Rabu, 05 Februari 2014

Teruntuk Buah Hatiku Nanti

Hai nak, ini Ayah.

Apa kabarmu saat ini? Apa parasmu merasa mirip denganku? Atau dengan Ibu mu? Apa engkau lelaki ataukah perempuan?

Maaf ya nak, jika surat dari Ayah ini sudah di buka dengan berbagai macam pertanyaan. Maklum saja karna saat Ayah menulis surat ini jangankan mampu menerawang bagaimana perangaimu, Ibu mu saja belum Ayah temui.

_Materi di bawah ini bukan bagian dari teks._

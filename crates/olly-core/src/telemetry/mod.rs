//! Telemetry record types
//!
//! Already-decoded spans, log entries and metric points as handed over by the
//! transport layer. The enrichment stage stamps them with a correlation id;
//! after that they are treated as immutable.

mod log;
mod metric;
mod span;

pub use log::{LogRecord, Severity};
pub use metric::{Exemplar, MetricPoint};
pub use span::{SpanRecord, SpanStatus};

use chrono::{DateTime, Utc};
use serde::{Deserialize, Serialize};
use std::collections::HashMap;

/// String attribute map shared by all record kinds
pub type Attributes = HashMap<String, String>;

/// One telemetry record of any signal type
#[derive(Debug, Clone, PartialEq, Serialize, Deserialize)]
#[serde(tag = "type", rename_all = "snake_case")]
pub enum TelemetryRecord {
    Span(SpanRecord),
    Log(LogRecord),
    Metric(MetricPoint),
}

/// Signal type of a record
#[derive(Debug, Clone, Copy, PartialEq, Eq, Hash, Serialize, Deserialize)]
#[serde(rename_all = "snake_case")]
pub enum SignalKind {
    Span,
    Log,
    Metric,
}

impl TelemetryRecord {
    pub fn kind(&self) -> SignalKind {
        match self {
            TelemetryRecord::Span(_) => SignalKind::Span,
            TelemetryRecord::Log(_) => SignalKind::Log,
            TelemetryRecord::Metric(_) => SignalKind::Metric,
        }
    }

    pub fn timestamp(&self) -> DateTime<Utc> {
        match self {
            TelemetryRecord::Span(s) => s.timestamp,
            TelemetryRecord::Log(l) => l.timestamp,
            TelemetryRecord::Metric(m) => m.timestamp,
        }
    }

    pub fn service(&self) -> &str {
        match self {
            TelemetryRecord::Span(s) => &s.service,
            TelemetryRecord::Log(l) => &l.service,
            TelemetryRecord::Metric(m) => &m.service,
        }
    }

    pub fn trace_id(&self) -> Option<&str> {
        match self {
            TelemetryRecord::Span(s) => s.trace_id.as_deref(),
            TelemetryRecord::Log(l) => l.trace_id.as_deref(),
            TelemetryRecord::Metric(m) => m.trace_id.as_deref(),
        }
    }

    pub fn span_id(&self) -> Option<&str> {
        match self {
            TelemetryRecord::Span(s) => s.span_id.as_deref(),
            TelemetryRecord::Log(l) => l.span_id.as_deref(),
            TelemetryRecord::Metric(m) => m.span_id.as_deref(),
        }
    }

    /// W3C baggage header carried alongside the record, if any
    pub fn baggage(&self) -> Option<&str> {
        match self {
            TelemetryRecord::Span(s) => s.baggage.as_deref(),
            TelemetryRecord::Log(l) => l.baggage.as_deref(),
            TelemetryRecord::Metric(m) => m.baggage.as_deref(),
        }
    }

    pub fn attributes(&self) -> &Attributes {
        match self {
            TelemetryRecord::Span(s) => &s.attributes,
            TelemetryRecord::Log(l) => &l.attributes,
            TelemetryRecord::Metric(m) => &m.attributes,
        }
    }

    pub fn attributes_mut(&mut self) -> &mut Attributes {
        match self {
            TelemetryRecord::Span(s) => &mut s.attributes,
            TelemetryRecord::Log(l) => &mut l.attributes,
            TelemetryRecord::Metric(m) => &mut m.attributes,
        }
    }

    /// Resource-level attributes (service-wide, checked before record attributes)
    pub fn resource(&self) -> &Attributes {
        match self {
            TelemetryRecord::Span(s) => &s.resource,
            TelemetryRecord::Log(l) => &l.resource,
            TelemetryRecord::Metric(m) => &m.resource,
        }
    }

    pub fn resource_mut(&mut self) -> &mut Attributes {
        match self {
            TelemetryRecord::Span(s) => &mut s.resource,
            TelemetryRecord::Log(l) => &mut l.resource,
            TelemetryRecord::Metric(m) => &mut m.resource,
        }
    }

    /// Read a string attribute from the record attributes
    pub fn attribute(&self, key: &str) -> Option<&str> {
        self.attributes().get(key).map(String::as_str)
    }
}

impl From<SpanRecord> for TelemetryRecord {
    fn from(span: SpanRecord) -> Self {
        TelemetryRecord::Span(span)
    }
}

impl From<LogRecord> for TelemetryRecord {
    fn from(log: LogRecord) -> Self {
        TelemetryRecord::Log(log)
    }
}

impl From<MetricPoint> for TelemetryRecord {
    fn from(metric: MetricPoint) -> Self {
        TelemetryRecord::Metric(metric)
    }
}

#[cfg(test)]
mod tests {
    use super::*;

    #[test]
    fn test_record_serde_tagging() {
        let json = r#"{
            "type": "span",
            "timestamp": "2026-01-01T00:00:00Z",
            "service": "checkout",
            "trace_id": "4bf92f3577b34da6a3ce929d0e0e4736",
            "span_id": "00f067aa0ba902b7",
            "name": "POST /cart",
            "duration_ms": 12.5,
            "status": "error"
        }"#;

        let record: TelemetryRecord = serde_json::from_str(json).unwrap();
        assert_eq!(record.kind(), SignalKind::Span);
        assert_eq!(record.service(), "checkout");
        assert_eq!(record.trace_id(), Some("4bf92f3577b34da6a3ce929d0e0e4736"));
        assert!(record.attributes().is_empty());

        match record {
            TelemetryRecord::Span(span) => {
                assert_eq!(span.status, SpanStatus::Error);
                assert!(span.is_error());
            }
            other => panic!("expected span, got {:?}", other.kind()),
        }
    }

    #[test]
    fn test_log_and_metric_tagging() {
        let log: TelemetryRecord = serde_json::from_str(
            r#"{"type":"log","timestamp":"2026-01-01T00:00:01Z","service":"orders","severity":"error","body":"db timeout"}"#,
        )
        .unwrap();
        assert_eq!(log.kind(), SignalKind::Log);

        let metric: TelemetryRecord = serde_json::from_str(
            r#"{"type":"metric","timestamp":"2026-01-01T00:00:02Z","service":"db","name":"db.pool.wait_ms","value":480.0,"baseline":5.0}"#,
        )
        .unwrap();
        assert_eq!(metric.kind(), SignalKind::Metric);
        assert!(metric.trace_id().is_none());
    }
}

Anakku tersayang, Ayah hanya ingin menyapamu dengan kesempatan yang Tuhan berikan ini. Karena Ayah tidak tahu pasti apakah nanti ayah memang benar-benar bisa berbincang denganmu, memelukmu, atau membesarkanmu dengan penuh rasa kasih sayang sebagaimana Kakek dan Nenekmu saat ini lakukan pada Ayah. Ayah tidak mampu melihat masa depan, bahkan satu detik setelah ini pun Ayah tidak tahu pasti apa yang akan terjadi. Yang mampu Ayah perbuat hanyalah berencana, berusaha, dan berdo’a sebagaimana manusia-manusia lain pada umumnya.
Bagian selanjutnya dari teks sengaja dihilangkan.